NAFTA: THE POLLUTION ISSUE IS JUST A SMOKESCREEN
Opponents of the North American Free Trade Agreement (NAFTA) in the U.S. claim that weaker environmental and labor market regulations in Mexico give an unfair advantage to producers there. Although calls for a level playing field between developed and developing nations are politically seductive, weaker regulations in the latter do not justify trade restrictions.
Consumers in all countries gain from free trade. Those in developing economies benefit when they get easier access to the high-quality goods that rich countries produce. As long as the goods are safe, consumers in developed nations generally don't care if goods imported from poorer countries are cheaper because they have fewer labor-market and environmental regulations.

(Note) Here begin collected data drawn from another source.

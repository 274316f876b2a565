//! File extension derivation from content URLs.

use url::Url;

/// Extension derived from a URL's trailing path segment.
#[derive(Debug, Clone, PartialEq, Eq)]
pub enum UrlExtension {
    /// Lower-cased extension without the leading dot, e.g. `jpg`.
    Known(String),
    /// The trailing segment has no `.` (or nothing after it).
    Missing,
}

impl UrlExtension {
    #[must_use]
    pub fn as_str(&self) -> Option<&str> {
        match self {
            Self::Known(ext) => Some(ext),
            Self::Missing => None,
        }
    }
}

/// Derives the extension of `url` from the text after the last `.` of its
/// final path segment. Query strings and fragments are ignored.
///
/// Unparseable URLs fall back to treating the raw string as a path.
#[must_use]
pub fn extension_of(url: &str) -> UrlExtension {
    let path = Url::parse(url).map_or_else(
        |_| {
            url.split(['?', '#'])
                .next()
                .unwrap_or_default()
                .to_string()
        },
        |parsed| parsed.path().to_string(),
    );

    let segment = path.rsplit('/').next().unwrap_or_default();
    match segment.rsplit_once('.') {
        Some((_, ext)) if !ext.is_empty() => UrlExtension::Known(ext.to_ascii_lowercase()),
        _ => UrlExtension::Missing,
    }
}
//! Fetch, classify, write and confirm one item at a time.

use std::path::{Path, PathBuf};
use std::sync::Arc;

use tokio::fs;
use tracing::{debug, info, instrument, warn};

use crate::classify::{Classification, Classifier, UrlExtension, extension_of};
use crate::item::RemoteItem;
use crate::source::{FetchedContent, RemoteSource};
use crate::sync::{RateLimiter, content_key};

use super::confirm::confirm_written;
use super::layout::{ArtifactPaths, artifact_paths, sanitize_component, source_dir};
use super::sidecar::{write_sidecar, write_synced};
use super::PersistError;

/// Why an item was not persisted. Skips are expected outcomes, not errors.
#[derive(Debug, Clone, Copy, PartialEq, Eq, PartialOrd, Ord, Hash)]
pub enum SkipReason {
    /// The record carries no content URL.
    NoUrl,
    /// `id`, `author` or `created_at` holds a sentinel.
    MissingRequiredField,
    /// The id is not usable as a directory name as-is.
    InvalidId,
    /// The content request failed at the network level.
    FetchFailed,
    /// The content request returned a non-success status.
    BadStatus,
    /// A wrapper page had no usable link.
    ResolutionFailed,
    /// No classification branch matched.
    Unclassified,
    /// Known host skipped on purpose.
    IgnoredByPolicy,
}

impl SkipReason {
    #[must_use]
    pub fn as_str(self) -> &'static str {
        match self {
            Self::NoUrl => "no-url",
            Self::MissingRequiredField => "missing-required-field",
            Self::InvalidId => "invalid-id",
            Self::FetchFailed => "fetch-failed",
            Self::BadStatus => "bad-status",
            Self::ResolutionFailed => "resolution-failed",
            Self::Unclassified => "unclassified",
            Self::IgnoredByPolicy => "ignored-by-policy",
        }
    }
}

impl std::fmt::Display for SkipReason {
    fn fmt(&self, f: &mut std::fmt::Formatter<'_>) -> std::fmt::Result {
        f.write_str(self.as_str())
    }
}

/// Proof that an item's data file and sidecar were found on disk after writing.
///
/// Only [`FetchPersistEngine`] can construct one, and only after a confirming
/// directory scan. It is the sole way an id can enter a
/// [`RetirementSet`](crate::retire::RetirementSet).
#[derive(Debug, Clone, PartialEq, Eq)]
pub struct PersistedArtifact {
    id: String,
    data_path: PathBuf,
    sidecar_path: PathBuf,
}

impl PersistedArtifact {
    #[must_use]
    pub fn id(&self) -> &str {
        &self.id
    }

    #[must_use]
    pub fn data_path(&self) -> &Path {
        &self.data_path
    }

    #[must_use]
    pub fn sidecar_path(&self) -> &Path {
        &self.sidecar_path
    }

    #[cfg(test)]
    pub(crate) fn confirmed_for_test(id: &str) -> Self {
        Self {
            id: id.to_string(),
            data_path: PathBuf::from(format!("/confirmed/{id}/data")),
            sidecar_path: PathBuf::from(format!("/confirmed/{id}/data_metadata.json")),
        }
    }
}

/// Result of persisting one item.
#[derive(Debug)]
pub enum PersistOutcome {
    Persisted(PersistedArtifact),
    Skipped(SkipReason),
    Failed(PersistError),
}

/// Per-source fetch-persist engine.
pub struct FetchPersistEngine {
    source: Arc<dyn RemoteSource>,
    limiter: Arc<RateLimiter>,
    classifier: Classifier,
    source_dir: PathBuf,
}

impl std::fmt::Debug for FetchPersistEngine {
    fn fmt(&self, f: &mut std::fmt::Formatter<'_>) -> std::fmt::Result {
        f.debug_struct("FetchPersistEngine")
            .field("source", &self.source.descriptor().name)
            .field("source_dir", &self.source_dir)
            .finish_non_exhaustive()
    }
}

impl FetchPersistEngine {
    /// Creates an engine writing under `<root>/<source-name>`.
    #[must_use]
    pub fn new(
        source: Arc<dyn RemoteSource>,
        limiter: Arc<RateLimiter>,
        classifier: Classifier,
        root: &Path,
    ) -> Self {
        let source_dir = source_dir(root, source.descriptor().name);
        Self {
            source,
            limiter,
            classifier,
            source_dir,
        }
    }

    #[must_use]
    pub fn source_dir(&self) -> &Path {
        &self.source_dir
    }

    /// Persists one item. Never fails as a whole: every problem maps to a
    /// skip or failure outcome, logged with the item id and URL.
    #[instrument(skip(self, item), fields(item_id = %item.id))]
    pub async fn persist(&self, item: &RemoteItem) -> PersistOutcome {
        if let Some(field) = item.missing_required_field() {
            info!(url = ?item.url, field, reason = %SkipReason::MissingRequiredField, "item skipped");
            return PersistOutcome::Skipped(SkipReason::MissingRequiredField);
        }
        // Two ids sanitizing to the same directory would confirm each other's files.
        let directory = sanitize_component(&item.id);
        if directory != item.id {
            info!(url = ?item.url, directory = %directory, reason = %SkipReason::InvalidId, "item skipped");
            return PersistOutcome::Skipped(SkipReason::InvalidId);
        }
        let Some(url) = item.url.as_deref() else {
            info!(reason = %SkipReason::NoUrl, "item skipped");
            return PersistOutcome::Skipped(SkipReason::NoUrl);
        };

        let content = match self.fetch(url).await {
            Ok(content) => content,
            Err(reason) => return PersistOutcome::Skipped(reason),
        };

        let (bytes, extension) = match self
            .classifier
            .classify(&content.final_url, &content.bytes)
        {
            Classification::Direct { extension } => (content.bytes, extension),
            Classification::Wrapped { kind, resolved_url } => {
                debug!(kind = kind.as_str(), resolved_url = %resolved_url, "fetching wrapped asset");
                let resolved = match self.fetch(&resolved_url).await {
                    Ok(resolved) => resolved,
                    Err(reason) => return PersistOutcome::Skipped(reason),
                };
                if let UrlExtension::Known(actual) = extension_of(&resolved.final_url) {
                    if actual != kind.target_extension() {
                        debug!(
                            kind = kind.as_str(),
                            final_url = %resolved.final_url,
                            actual = %actual,
                            expected = kind.target_extension(),
                            "resolved asset extension differs from wrapper target"
                        );
                    }
                }
                (resolved.bytes, kind.target_extension().to_string())
            }
            Classification::ResolutionFailed { kind } => {
                info!(url, kind = kind.as_str(), reason = %SkipReason::ResolutionFailed, "item skipped");
                return PersistOutcome::Skipped(SkipReason::ResolutionFailed);
            }
            Classification::IgnoredByPolicy { host } => {
                info!(url, host = %host, reason = %SkipReason::IgnoredByPolicy, "item skipped");
                return PersistOutcome::Skipped(SkipReason::IgnoredByPolicy);
            }
            Classification::Unclassified { extension } => {
                let extension = match &extension {
                    UrlExtension::Known(ext) => ext.as_str(),
                    UrlExtension::Missing => "<none>",
                };
                warn!(
                    url,
                    final_url = %content.final_url,
                    extension,
                    reason = %SkipReason::Unclassified,
                    "unclassified content shape"
                );
                return PersistOutcome::Skipped(SkipReason::Unclassified);
            }
        };

        let paths = artifact_paths(&self.source_dir, item, &extension);
        match write_and_confirm(&paths, item, &bytes).await {
            Ok(()) => {
                info!(path = %paths.data.display(), "item persisted");
                PersistOutcome::Persisted(PersistedArtifact {
                    id: item.id.clone(),
                    data_path: paths.data,
                    sidecar_path: paths.sidecar,
                })
            }
            Err(error) => {
                warn!(url, error = %error, category = error.category(), "item persistence failed");
                PersistOutcome::Failed(error)
            }
        }
    }

    /// Rate-limited content fetch mapping failures to skip reasons.
    async fn fetch(&self, url: &str) -> Result<FetchedContent, SkipReason> {
        self.limiter.acquire(&content_key(url)).await;
        match self.source.fetch_bytes(url).await {
            Ok(content) if content.is_success() => Ok(content),
            Ok(content) => {
                info!(url, status = content.status, reason = %SkipReason::BadStatus, "item skipped");
                Err(SkipReason::BadStatus)
            }
            Err(error) => {
                info!(url, error = %error, reason = %SkipReason::FetchFailed, "item skipped");
                Err(SkipReason::FetchFailed)
            }
        }
    }
}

Some people argue that free trade produces an "artificial" division of labor among countries because it encourages exports based on weaker environmental and other regulations. But it is as natural for poorer nations to spend less than richer ones on clean air, minimum-wage laws, and other regulations as it is for them to spend less on education and training. No one complains, though, that world specialization is greatly influenced by differences in investments in human capital.
GREEN INK. Studies have shown a strong positive relation between a country's per capita income and its spending on preserving the environment. Such expenditures have already grown sharply in Mexico under the government of President Carlos Salinas de Gortari to more than 1% of its gross national product. Since NAFTA will benefit Mexico, it will increase that country's efforts to protect the environment.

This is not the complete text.